The 210-foot smokestack reading "CINCLARE" marks one of the last surviving 19th-century central sugar factories in Louisiana. From the 1890s through 2003, this west-bank mill ground cane for more than a century—a span that took it from mule power to mechanization, from forced labor to company scrip, from a single plantation to a consolidated industrial operation serving 13,000 acres across three parishes. The Marengo Plantation was established in 1855 as a forced-labor operation with its own mule-driven sugar kiln. John H. Laws from Cincinnati bought the facility in 1878, renamed it Cinclare, and began expanding and automating at a time when smaller mills were failing. His son Langdon Laws, a director of the Texas and Pacific Railroad, had a spur line built to the mill in 1914. Seasonal workers augmented the year-round staff during the fall "cracking season." The company town ran on company scrip and a plantation store. What survives is a 46-building industrial and residential complex listed on the National Register in 1998. The circa 1855 plantation house stands in the Greek Revival style. Manager houses form a row nearby. Several worker cottages built in 1913 are kit houses from Aladdin Homes, which listed Cinclare Central Factory as a client in their 1918 catalog of Industrial Housing. Earlier worker housing built in the traditional Creole cottage style can also be found. The nineteenth-century plantation mule barn is the only known surviving building of its type and is considered important at a state level—the sugar industry relied heavily on mules for power in mills, but similar structures were typically demolished after the introduction of tractors. The mill closed in 2005. The smokestack was repaired and repainted in 2013. The West Baton Rouge Museum received donated machinery from Cinclare and incorporated it into exhibits—it was the last sugar mill in the parish. Visible from the levee road south of Port Allen, the complex is not a staffed visitor site, but the smokestack and water tower still anchor the west bank, marking where cane turned to sugar for more than a hundred harvests.

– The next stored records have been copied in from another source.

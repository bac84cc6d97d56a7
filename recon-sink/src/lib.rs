//! Per-schema difference sink.
//!
//! [`DiffSink`] routes each [`recon_types::Difference`] to the report of
//! its schema. Every schema has exactly one writer task, started lazily on
//! the first submission; the writer appends one line per difference to
//! `<schema>_diff_report.csv` and flushes after every line. Shutdown drains
//! every writer and reports per-schema outcomes, so a failing report never
//! takes its siblings down with it.

mod config;
mod error;
mod lane;
pub mod report;
mod sink;
mod writer;

pub use config::SinkConfig;
pub use error::{SinkError, SinkResult};
pub use report::{REPORT_HEADER, report_file_name};
pub use sink::{DiffSink, LaneOutcome, ShutdownReport};
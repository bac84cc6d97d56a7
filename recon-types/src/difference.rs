//! Difference records.
//!
//! A [`Difference`] is one detected mismatch (or one unmatched row) for a
//! single primary key. It is immutable once built; the sink persists it as a
//! single report line.

use crate::{Error, FieldPath, Value};
use serde::{Deserialize, Serialize};
use std::fmt;
use std::str::FromStr;

/// Field path reported for [`DifferenceKind::MissingRow`].
pub const MISSING_ROW_PATH: &str = "ALL_FIELDS";

/// Which input stream a record came from.
#[derive(Debug, Clone, Copy, PartialEq, Eq, Hash, Serialize, Deserialize)]
#[serde(rename_all = "snake_case")]
pub enum Side {
    One,
    Two,
}

impl Side {
    /// The other side.
    #[must_use]
    pub fn opposite(self) -> Self {
        match self {
            Side::One => Side::Two,
            Side::Two => Side::One,
        }
    }
}

impl fmt::Display for Side {
    fn fmt(&self, f: &mut fmt::Formatter<'_>) -> fmt::Result {
        match self {
            Side::One => f.write_str("side1"),
            Side::Two => f.write_str("side2"),
        }
    }
}

/// Kind of difference.
#[derive(Debug, Clone, Copy, PartialEq, Eq, Hash, Serialize, Deserialize)]
#[serde(rename_all = "SCREAMING_SNAKE_CASE")]
pub enum DifferenceKind {
    /// Both sides hold the key but a field differs.
    ValueMismatch,
    /// Only one side ever delivered the key.
    MissingRow,
}

impl DifferenceKind {
    /// Symbolic name as written to the report.
    #[must_use]
    pub fn as_str(self) -> &'static str {
        match self {
            DifferenceKind::ValueMismatch => "VALUE_MISMATCH",
            DifferenceKind::MissingRow => "MISSING_ROW",
        }
    }
}

impl fmt::Display for DifferenceKind {
    fn fmt(&self, f: &mut fmt::Formatter<'_>) -> fmt::Result {
        f.write_str(self.as_str())
    }
}

impl FromStr for DifferenceKind {
    type Err = Error;

    fn from_str(s: &str) -> Result<Self, Self::Err> {
        match s {
            "VALUE_MISMATCH" => Ok(DifferenceKind::ValueMismatch),
            "MISSING_ROW" => Ok(DifferenceKind::MissingRow),
            other => Err(Error::InvalidDifferenceKind(other.to_string())),
        }
    }
}

/// One mismatch or missing-row event for a primary key.
#[derive(Debug, Clone, PartialEq, Serialize, Deserialize)]
pub struct Difference {
    primary_key: String,
    field_path: String,
    value1: Value,
    value2: Value,
    kind: DifferenceKind,
}

impl Difference {
    /// A field whose values differ between the two sides.
    #[must_use]
    pub fn value_mismatch(
        primary_key: impl Into<String>,
        field_path: &FieldPath,
        value1: Value,
        value2: Value,
    ) -> Self {
        Self {
            primary_key: primary_key.into(),
            field_path: field_path.as_str().to_string(),
            value1,
            value2,
            kind: DifferenceKind::ValueMismatch,
        }
    }

    /// A record that only `side` delivered. The rendered record occupies that
    /// side's value slot; the other slot is absent.
    #[must_use]
    pub fn missing_row(primary_key: impl Into<String>, side: Side, rendered: impl Into<String>) -> Self {
        let present = Value::Str(rendered.into());
        let (value1, value2) = match side {
            Side::One => (present, Value::Absent),
            Side::Two => (Value::Absent, present),
        };
        Self {
            primary_key: primary_key.into(),
            field_path: MISSING_ROW_PATH.to_string(),
            value1,
            value2,
            kind: DifferenceKind::MissingRow,
        }
    }

    #[must_use]
    pub fn primary_key(&self) -> &str {
        &self.primary_key
    }

    #[must_use]
    pub fn field_path(&self) -> &str {
        &self.field_path
    }

    #[must_use]
    pub fn value1(&self) -> &Value {
        &self.value1
    }

    #[must_use]
    pub fn value2(&self) -> &Value {
        &self.value2
    }

    #[must_use]
    pub fn kind(&self) -> DifferenceKind {
        self.kind
    }
}

impl fmt::Display for Difference {
    fn fmt(&self, f: &mut fmt::Formatter<'_>) -> fmt::Result {
        write!(
            f,
            "{} {} [{}] {:?} != {:?}",
            self.kind, self.primary_key, self.field_path, self.value1, self.value2
        )
    }
}
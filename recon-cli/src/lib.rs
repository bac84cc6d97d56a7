//! File-based reconciliation.
//!
//! Reads two JSON-lines files (one record per line), correlates them by
//! primary key in batch mode and writes `<schema>_diff_report.csv` to the
//! output directory.

use anyhow::{Context, Result};
use async_trait::async_trait;
use clap::Parser;
use recon_compare::{PolicyConfig, Rounding, SchemaPolicy};
use recon_correlate::{
    CorrelationConfig, Pull, ReconcileReport, Reconciler, RecordSource, SourceError, SourceResult,
};
use recon_sink::{DiffSink, SinkConfig};
use recon_types::Record;
use std::path::{Path, PathBuf};
use tokio::fs::File;
use tokio::io::{AsyncBufReadExt, BufReader, Lines};

#[derive(Parser, Debug)]
#[command(name = "recon")]
#[command(about = "Reconcile two JSON-lines record files field by field")]
pub struct Cli {
    /// Side-1 records, one JSON object per line
    #[arg(long)]
    pub left: PathBuf,

    /// Side-2 records, one JSON object per line
    #[arg(long)]
    pub right: PathBuf,

    /// Schema name; also names the report file
    #[arg(short, long)]
    pub schema: String,

    /// Field holding the primary key (dotted paths allowed)
    #[arg(short, long, default_value = "id")]
    pub key: String,

    /// Field path to leave out of the comparison (repeatable)
    #[arg(long = "ignore")]
    pub ignore: Vec<String>,

    /// Fractional digits used to compare numbers
    #[arg(long, default_value_t = recon_compare::DEFAULT_PRECISION)]
    pub precision: u32,

    /// Per-path precision as PATH=DIGITS (repeatable)
    #[arg(long = "field-precision", value_parser = parse_field_precision)]
    pub field_precision: Vec<(String, u32)>,

    /// Truncate numbers to the precision instead of rounding half-up
    #[arg(long)]
    pub truncate: bool,

    /// End the run after this long without new records
    #[arg(long, default_value_t = 60_000)]
    pub idle_timeout_ms: u64,

    /// Also report records only present on side 2
    #[arg(long)]
    pub flush_side2: bool,

    /// Directory for the report
    #[arg(short, long, default_value = ".")]
    pub output: PathBuf,

    /// Enable verbose debug logging
    #[arg(short, long)]
    pub verbose: bool,
}

impl Cli {
    pub fn policy_config(&self) -> PolicyConfig {
        PolicyConfig {
            key_field: self.key.clone(),
            fields_to_ignore: self.ignore.clone(),
            default_precision: self.precision,
            rounding: if self.truncate {
                Rounding::Truncate
            } else {
                Rounding::HalfUp
            },
            precision: self.field_precision.iter().cloned().collect(),
        }
    }

    pub fn correlation_config(&self) -> CorrelationConfig {
        CorrelationConfig::batch(self.idle_timeout_ms).with_flush_side2(self.flush_side2)
    }

    pub fn sink_config(&self) -> SinkConfig {
        SinkConfig::new(&self.output)
    }
}

/// Parses `PATH=DIGITS`.
pub fn parse_field_precision(raw: &str) -> Result<(String, u32), String> {
    let (path, digits) = raw
        .split_once('=')
        .ok_or_else(|| format!("expected PATH=DIGITS, got {raw:?}"))?;
    if path.is_empty() {
        return Err(format!("empty field path in {raw:?}"));
    }
    let digits = digits
        .trim()
        .parse()
        .map_err(|e| format!("invalid digits in {raw:?}: {e}"))?;
    Ok((path.trim().to_string(), digits))
}

/// A [`RecordSource`] over a JSON-lines file. Blank lines are skipped; end
/// of file closes the stream; a line that is not a JSON object is a
/// [`SourceError::Decode`].
pub struct JsonLinesSource {
    lines: Lines<BufReader<File>>,
    line_no: usize,
}

impl JsonLinesSource {
    pub async fn open(path: impl AsRef<Path>) -> SourceResult<Self> {
        let file = File::open(path.as_ref()).await?;
        Ok(Self {
            lines: BufReader::new(file).lines(),
            line_no: 0,
        })
    }
}

#[async_trait]
impl RecordSource for JsonLinesSource {
    async fn try_pull(&mut self) -> SourceResult<Pull> {
        while let Some(line) = self.lines.next_line().await? {
            self.line_no += 1;
            if line.trim().is_empty() {
                continue;
            }
            let record = Record::from_json_str(&line).map_err(|source| SourceError::Decode {
                line: self.line_no,
                source,
            })?;
            return Ok(Pull::Record(record));
        }
        Ok(Pull::Closed)
    }
}

/// Reconciles one pair of files as one schema and drains the sink.
pub async fn reconcile_files(cli: &Cli) -> Result<ReconcileReport> {
    let left = JsonLinesSource::open(&cli.left)
        .await
        .with_context(|| format!("opening {}", cli.left.display()))?;
    let right = JsonLinesSource::open(&cli.right)
        .await
        .with_context(|| format!("opening {}", cli.right.display()))?;

    let sink = DiffSink::new(cli.sink_config()).context("starting difference sink")?;
    let mut reconciler = Reconciler::new(sink);
    reconciler
        .spawn(
            cli.schema.clone(),
            SchemaPolicy::from_config(&cli.policy_config()),
            cli.correlation_config(),
            left,
            right,
        )
        .context("starting correlator")?;
    Ok(reconciler.finish().await)
}
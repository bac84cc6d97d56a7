use crate::config::SupersededPolicy;
use recon_types::{Record, Side};
use std::collections::{HashMap, VecDeque};
use std::time::Instant;

/// Records of one key waiting for their counterpart.
#[derive(Debug, Clone)]
pub struct PendingEntry {
    records: VecDeque<Record>,
    first_seen: u64,
    last_seen: Instant,
}

impl PendingEntry {
    pub fn records(&self) -> impl Iterator<Item = &Record> {
        self.records.iter()
    }

    pub fn last_seen(&self) -> Instant {
        self.last_seen
    }
}

/// One side's unmatched records, keyed by primary key.
#[derive(Debug)]
pub struct PendingSet {
    side: Side,
    policy: SupersededPolicy,
    entries: HashMap<String, PendingEntry>,
    records: usize,
    arrivals: u64,
}

impl PendingSet {
    pub fn new(side: Side, policy: SupersededPolicy) -> Self {
        Self {
            side,
            policy,
            entries: HashMap::new(),
            records: 0,
            arrivals: 0,
        }
    }

    pub fn side(&self) -> Side {
        self.side
    }

    /// Adds a record under `key`. Returns true when an older pending
    /// version was replaced.
    pub fn insert(&mut self, key: String, record: Record) -> bool {
        self.arrivals += 1;
        let now = Instant::now();
        match self.entries.get_mut(&key) {
            Some(entry) => {
                entry.last_seen = now;
                match self.policy {
                    SupersededPolicy::LatestWins => {
                        entry.records.clear();
                        entry.records.push_back(record);
                        true
                    }
                    SupersededPolicy::RetainAll => {
                        entry.records.push_back(record);
                        self.records += 1;
                        false
                    }
                }
            }
            None => {
                self.entries.insert(
                    key,
                    PendingEntry {
                        records: VecDeque::from([record]),
                        first_seen: self.arrivals,
                        last_seen: now,
                    },
                );
                self.records += 1;
                false
            }
        }
    }

    /// Removes and returns the oldest pending record for `key`.
    pub fn take(&mut self, key: &str) -> Option<Record> {
        let entry = self.entries.get_mut(key)?;
        let record = entry.records.pop_front();
        if entry.records.is_empty() {
            self.entries.remove(key);
        }
        if record.is_some() {
            self.records -= 1;
        }
        record
    }

    pub fn get(&self, key: &str) -> Option<&PendingEntry> {
        self.entries.get(key)
    }

    pub fn contains(&self, key: &str) -> bool {
        self.entries.contains_key(key)
    }

    /// Number of distinct pending keys.
    pub fn keys(&self) -> usize {
        self.entries.len()
    }

    /// Number of pending records (equals [`Self::keys`] under
    /// [`SupersededPolicy::LatestWins`]).
    pub fn len(&self) -> usize {
        self.records
    }

    pub fn is_empty(&self) -> bool {
        self.records == 0
    }

    /// Empties the set, returning every record in the order its key first
    /// arrived (versions of one key oldest first).
    pub fn drain(&mut self) -> Vec<(String, Record)> {
        let mut entries: Vec<(String, PendingEntry)> = self.entries.drain().collect();
        entries.sort_by_key(|(_, entry)| entry.first_seen);
        self.records = 0;
        entries
            .into_iter()
            .flat_map(|(key, entry)| {
                entry
                    .records
                    .into_iter()
                    .map(move |record| (key.clone(), record))
            })
            .collect()
    }
}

- ·One of the last surviving 19th-century central sugar factories in Louisiana.
- ·Operated continuously from the 1890s through 2003 — a full century of cane grinding on the west bank.
- ·The brick chimney stack and mill complex are on the National Register.
- ·Workers' quarters and company store buildings document the sharecropping economy that replaced slavery.
- ·Visible from the levee road south of Port Allen. Not a staffed visitor site.